* Exercise prompt *
Output the lines below exactly, please, from the first line until the line with "2. **Routing**: immagini", counting both.

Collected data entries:
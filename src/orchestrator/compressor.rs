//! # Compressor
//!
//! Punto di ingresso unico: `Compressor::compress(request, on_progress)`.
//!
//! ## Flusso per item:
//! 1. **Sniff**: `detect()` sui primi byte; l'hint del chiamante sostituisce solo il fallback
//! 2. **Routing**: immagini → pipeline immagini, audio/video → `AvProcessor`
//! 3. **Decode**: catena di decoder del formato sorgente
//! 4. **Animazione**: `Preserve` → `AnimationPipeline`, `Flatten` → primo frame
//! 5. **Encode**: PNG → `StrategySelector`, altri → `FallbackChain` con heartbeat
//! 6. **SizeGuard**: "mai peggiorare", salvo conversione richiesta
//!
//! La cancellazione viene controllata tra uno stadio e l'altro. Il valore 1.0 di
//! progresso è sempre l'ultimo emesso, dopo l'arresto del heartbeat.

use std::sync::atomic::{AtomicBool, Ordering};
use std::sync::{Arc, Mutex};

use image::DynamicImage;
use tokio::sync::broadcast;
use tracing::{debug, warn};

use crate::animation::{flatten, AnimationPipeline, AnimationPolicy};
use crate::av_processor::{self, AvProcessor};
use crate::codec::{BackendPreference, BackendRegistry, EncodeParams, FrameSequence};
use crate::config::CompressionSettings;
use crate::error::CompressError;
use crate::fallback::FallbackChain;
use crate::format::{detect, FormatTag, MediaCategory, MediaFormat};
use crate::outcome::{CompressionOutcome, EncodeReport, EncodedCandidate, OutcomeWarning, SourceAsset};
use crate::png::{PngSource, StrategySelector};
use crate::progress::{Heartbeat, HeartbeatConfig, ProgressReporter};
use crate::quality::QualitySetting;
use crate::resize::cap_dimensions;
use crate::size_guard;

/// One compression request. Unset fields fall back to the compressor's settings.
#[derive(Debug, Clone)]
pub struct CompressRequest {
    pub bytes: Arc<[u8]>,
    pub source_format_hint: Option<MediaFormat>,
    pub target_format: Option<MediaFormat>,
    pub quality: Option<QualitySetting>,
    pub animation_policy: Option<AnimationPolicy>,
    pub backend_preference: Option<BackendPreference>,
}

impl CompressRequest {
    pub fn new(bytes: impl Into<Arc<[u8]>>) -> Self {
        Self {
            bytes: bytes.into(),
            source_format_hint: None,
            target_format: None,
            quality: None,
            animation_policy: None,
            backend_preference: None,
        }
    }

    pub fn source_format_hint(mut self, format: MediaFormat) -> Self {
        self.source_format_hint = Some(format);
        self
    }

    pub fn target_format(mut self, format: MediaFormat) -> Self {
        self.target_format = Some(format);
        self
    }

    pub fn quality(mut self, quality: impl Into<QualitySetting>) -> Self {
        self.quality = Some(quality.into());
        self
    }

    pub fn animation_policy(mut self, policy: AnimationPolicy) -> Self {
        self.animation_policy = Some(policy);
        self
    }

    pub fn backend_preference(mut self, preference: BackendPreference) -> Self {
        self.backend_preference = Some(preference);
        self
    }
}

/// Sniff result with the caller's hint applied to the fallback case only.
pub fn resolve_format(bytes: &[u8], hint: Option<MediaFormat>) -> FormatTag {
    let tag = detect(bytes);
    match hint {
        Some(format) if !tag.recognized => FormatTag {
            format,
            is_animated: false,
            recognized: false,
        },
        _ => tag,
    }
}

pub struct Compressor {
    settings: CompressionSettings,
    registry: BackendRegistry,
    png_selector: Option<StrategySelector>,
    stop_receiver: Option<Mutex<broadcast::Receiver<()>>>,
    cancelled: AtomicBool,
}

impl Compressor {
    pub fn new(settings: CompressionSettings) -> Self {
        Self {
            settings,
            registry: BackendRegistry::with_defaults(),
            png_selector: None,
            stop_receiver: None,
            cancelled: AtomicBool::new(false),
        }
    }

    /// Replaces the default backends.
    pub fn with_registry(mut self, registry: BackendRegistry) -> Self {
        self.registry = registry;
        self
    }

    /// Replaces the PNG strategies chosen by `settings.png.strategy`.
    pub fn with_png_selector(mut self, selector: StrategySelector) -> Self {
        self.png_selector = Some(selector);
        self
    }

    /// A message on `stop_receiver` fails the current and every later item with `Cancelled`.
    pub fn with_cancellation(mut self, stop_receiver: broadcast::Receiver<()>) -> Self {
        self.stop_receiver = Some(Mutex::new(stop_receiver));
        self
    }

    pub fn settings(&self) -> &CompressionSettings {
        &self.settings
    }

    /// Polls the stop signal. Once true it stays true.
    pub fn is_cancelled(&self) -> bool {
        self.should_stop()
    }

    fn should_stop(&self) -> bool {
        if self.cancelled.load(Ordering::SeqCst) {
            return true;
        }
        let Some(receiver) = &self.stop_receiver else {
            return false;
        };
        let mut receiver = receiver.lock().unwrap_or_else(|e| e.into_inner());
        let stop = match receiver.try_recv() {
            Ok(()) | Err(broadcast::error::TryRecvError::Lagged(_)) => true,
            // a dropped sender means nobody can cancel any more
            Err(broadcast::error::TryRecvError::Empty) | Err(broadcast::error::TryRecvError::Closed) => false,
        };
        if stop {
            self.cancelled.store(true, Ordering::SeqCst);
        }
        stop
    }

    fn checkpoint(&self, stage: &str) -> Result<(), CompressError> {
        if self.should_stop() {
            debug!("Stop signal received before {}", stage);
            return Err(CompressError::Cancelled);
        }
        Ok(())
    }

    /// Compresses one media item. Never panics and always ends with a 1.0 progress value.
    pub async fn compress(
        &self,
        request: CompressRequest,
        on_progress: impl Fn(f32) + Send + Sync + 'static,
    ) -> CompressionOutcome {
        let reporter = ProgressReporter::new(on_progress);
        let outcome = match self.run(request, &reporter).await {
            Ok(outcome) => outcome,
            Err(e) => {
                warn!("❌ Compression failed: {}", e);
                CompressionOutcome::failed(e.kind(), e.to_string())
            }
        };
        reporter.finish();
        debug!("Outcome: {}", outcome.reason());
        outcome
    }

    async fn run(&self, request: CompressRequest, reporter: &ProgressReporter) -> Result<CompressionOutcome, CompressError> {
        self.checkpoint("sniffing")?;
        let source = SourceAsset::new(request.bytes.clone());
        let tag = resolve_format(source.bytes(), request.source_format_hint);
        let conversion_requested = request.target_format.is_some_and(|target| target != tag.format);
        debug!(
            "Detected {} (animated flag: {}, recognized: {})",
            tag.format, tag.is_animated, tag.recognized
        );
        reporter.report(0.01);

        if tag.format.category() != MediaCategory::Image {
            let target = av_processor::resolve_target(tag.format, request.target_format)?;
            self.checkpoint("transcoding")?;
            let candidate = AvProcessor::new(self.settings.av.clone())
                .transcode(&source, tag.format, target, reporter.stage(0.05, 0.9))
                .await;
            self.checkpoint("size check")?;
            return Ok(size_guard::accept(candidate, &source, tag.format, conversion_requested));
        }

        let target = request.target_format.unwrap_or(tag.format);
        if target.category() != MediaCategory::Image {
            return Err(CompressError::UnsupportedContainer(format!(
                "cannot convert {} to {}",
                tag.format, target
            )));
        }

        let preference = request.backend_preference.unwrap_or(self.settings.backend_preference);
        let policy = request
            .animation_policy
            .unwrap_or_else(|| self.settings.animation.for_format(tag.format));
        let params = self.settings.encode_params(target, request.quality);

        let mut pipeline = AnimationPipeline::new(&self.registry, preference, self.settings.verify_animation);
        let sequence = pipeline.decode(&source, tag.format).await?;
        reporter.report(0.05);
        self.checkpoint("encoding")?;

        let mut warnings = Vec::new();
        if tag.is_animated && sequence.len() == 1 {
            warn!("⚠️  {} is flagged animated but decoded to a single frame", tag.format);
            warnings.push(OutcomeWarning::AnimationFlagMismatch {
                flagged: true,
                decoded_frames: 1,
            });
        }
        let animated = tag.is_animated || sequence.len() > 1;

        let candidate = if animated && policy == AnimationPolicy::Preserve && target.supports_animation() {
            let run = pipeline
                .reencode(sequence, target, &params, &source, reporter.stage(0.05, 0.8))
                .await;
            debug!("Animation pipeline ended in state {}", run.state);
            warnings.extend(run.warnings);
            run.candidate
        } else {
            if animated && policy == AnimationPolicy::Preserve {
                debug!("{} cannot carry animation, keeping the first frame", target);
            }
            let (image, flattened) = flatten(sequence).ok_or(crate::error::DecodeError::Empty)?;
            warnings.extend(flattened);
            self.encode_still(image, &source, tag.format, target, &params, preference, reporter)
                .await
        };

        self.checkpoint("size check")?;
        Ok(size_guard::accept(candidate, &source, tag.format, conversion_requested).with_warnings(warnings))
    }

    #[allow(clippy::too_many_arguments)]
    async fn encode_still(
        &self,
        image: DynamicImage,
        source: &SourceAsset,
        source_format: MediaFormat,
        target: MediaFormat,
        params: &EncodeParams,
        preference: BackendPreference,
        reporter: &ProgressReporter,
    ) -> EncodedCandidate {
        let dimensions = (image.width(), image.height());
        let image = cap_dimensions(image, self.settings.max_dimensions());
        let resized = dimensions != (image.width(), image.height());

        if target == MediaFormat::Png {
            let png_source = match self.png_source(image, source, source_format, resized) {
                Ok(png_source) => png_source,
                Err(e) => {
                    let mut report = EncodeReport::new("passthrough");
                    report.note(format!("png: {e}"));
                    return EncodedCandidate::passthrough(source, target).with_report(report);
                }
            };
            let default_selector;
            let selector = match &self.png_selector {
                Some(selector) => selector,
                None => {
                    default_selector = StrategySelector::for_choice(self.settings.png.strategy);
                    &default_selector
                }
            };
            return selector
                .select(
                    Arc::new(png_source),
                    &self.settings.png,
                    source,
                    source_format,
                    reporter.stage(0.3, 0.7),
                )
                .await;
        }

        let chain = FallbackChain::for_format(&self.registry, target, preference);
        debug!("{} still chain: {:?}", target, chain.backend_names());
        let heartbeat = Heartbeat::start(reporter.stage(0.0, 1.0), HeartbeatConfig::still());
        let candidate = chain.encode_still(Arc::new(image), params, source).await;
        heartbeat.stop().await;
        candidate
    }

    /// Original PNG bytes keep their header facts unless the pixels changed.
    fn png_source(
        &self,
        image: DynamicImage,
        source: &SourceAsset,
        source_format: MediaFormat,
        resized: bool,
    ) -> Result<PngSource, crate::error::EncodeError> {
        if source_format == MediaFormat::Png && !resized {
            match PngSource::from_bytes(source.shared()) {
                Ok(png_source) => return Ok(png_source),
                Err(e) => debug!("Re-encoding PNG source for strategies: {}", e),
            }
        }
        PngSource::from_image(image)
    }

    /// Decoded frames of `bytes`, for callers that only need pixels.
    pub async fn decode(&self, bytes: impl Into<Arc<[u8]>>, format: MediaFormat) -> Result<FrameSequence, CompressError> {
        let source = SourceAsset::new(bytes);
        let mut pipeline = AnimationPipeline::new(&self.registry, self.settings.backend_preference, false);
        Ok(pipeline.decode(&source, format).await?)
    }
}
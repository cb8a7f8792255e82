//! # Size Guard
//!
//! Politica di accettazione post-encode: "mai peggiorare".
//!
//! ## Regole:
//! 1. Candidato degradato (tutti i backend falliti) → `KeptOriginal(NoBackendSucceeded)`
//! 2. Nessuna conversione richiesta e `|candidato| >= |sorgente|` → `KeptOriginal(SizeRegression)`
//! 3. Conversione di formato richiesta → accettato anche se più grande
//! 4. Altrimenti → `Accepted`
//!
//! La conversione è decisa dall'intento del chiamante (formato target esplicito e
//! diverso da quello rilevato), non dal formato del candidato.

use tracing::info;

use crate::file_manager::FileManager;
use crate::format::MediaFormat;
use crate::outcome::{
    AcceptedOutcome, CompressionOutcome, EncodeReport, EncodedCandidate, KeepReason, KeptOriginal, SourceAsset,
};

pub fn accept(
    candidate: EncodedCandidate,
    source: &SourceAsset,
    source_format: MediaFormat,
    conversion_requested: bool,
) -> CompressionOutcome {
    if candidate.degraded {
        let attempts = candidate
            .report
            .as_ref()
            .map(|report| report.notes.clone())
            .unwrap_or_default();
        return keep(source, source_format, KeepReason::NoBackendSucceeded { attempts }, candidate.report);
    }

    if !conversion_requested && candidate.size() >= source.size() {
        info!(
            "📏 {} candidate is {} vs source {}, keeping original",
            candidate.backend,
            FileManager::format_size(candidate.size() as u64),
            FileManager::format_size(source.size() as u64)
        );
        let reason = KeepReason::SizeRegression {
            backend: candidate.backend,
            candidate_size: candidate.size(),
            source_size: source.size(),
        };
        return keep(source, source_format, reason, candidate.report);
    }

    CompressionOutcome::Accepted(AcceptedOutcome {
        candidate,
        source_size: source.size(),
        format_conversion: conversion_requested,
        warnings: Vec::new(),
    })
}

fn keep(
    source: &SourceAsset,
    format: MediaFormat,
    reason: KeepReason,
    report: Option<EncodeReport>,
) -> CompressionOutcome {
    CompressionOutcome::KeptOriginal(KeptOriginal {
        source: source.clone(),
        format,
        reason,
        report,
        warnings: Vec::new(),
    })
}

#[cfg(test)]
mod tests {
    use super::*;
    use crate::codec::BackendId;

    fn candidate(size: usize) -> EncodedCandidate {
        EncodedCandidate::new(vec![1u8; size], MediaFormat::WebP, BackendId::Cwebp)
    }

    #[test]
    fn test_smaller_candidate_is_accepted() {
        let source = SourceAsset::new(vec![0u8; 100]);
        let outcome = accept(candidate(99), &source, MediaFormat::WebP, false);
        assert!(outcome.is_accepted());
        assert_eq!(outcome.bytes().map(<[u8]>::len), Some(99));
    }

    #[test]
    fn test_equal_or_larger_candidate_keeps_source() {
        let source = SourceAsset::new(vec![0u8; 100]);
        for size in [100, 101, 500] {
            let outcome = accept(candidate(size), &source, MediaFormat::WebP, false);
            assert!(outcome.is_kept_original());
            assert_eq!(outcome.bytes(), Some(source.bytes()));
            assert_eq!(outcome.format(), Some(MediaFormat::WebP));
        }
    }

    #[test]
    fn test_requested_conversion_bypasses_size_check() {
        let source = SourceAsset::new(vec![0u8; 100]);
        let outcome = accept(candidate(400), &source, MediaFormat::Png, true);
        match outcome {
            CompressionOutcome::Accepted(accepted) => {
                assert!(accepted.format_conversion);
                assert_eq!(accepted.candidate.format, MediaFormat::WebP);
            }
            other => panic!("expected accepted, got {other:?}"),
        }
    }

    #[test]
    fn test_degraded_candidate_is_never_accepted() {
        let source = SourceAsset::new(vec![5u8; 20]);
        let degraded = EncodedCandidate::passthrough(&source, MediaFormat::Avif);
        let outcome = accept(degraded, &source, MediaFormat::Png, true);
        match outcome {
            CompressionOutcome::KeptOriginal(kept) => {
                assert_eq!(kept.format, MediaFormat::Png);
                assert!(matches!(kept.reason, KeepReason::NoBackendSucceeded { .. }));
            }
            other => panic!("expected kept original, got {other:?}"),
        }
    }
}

* Expected output *
filename src/orchestrator/compressor.rs
//! # Compressor
//!
//! Punto di ingresso unico: `Compressor::compress(request, on_progress)`.
//!
//! ## Flusso per item:
//! 1. **Sniff**: `detect()` sui primi byte; l'hint del chiamante sostituisce solo il fallback
//! 2. **Routing**: immagini → pipeline immagini, audio/video → `AvProcessor`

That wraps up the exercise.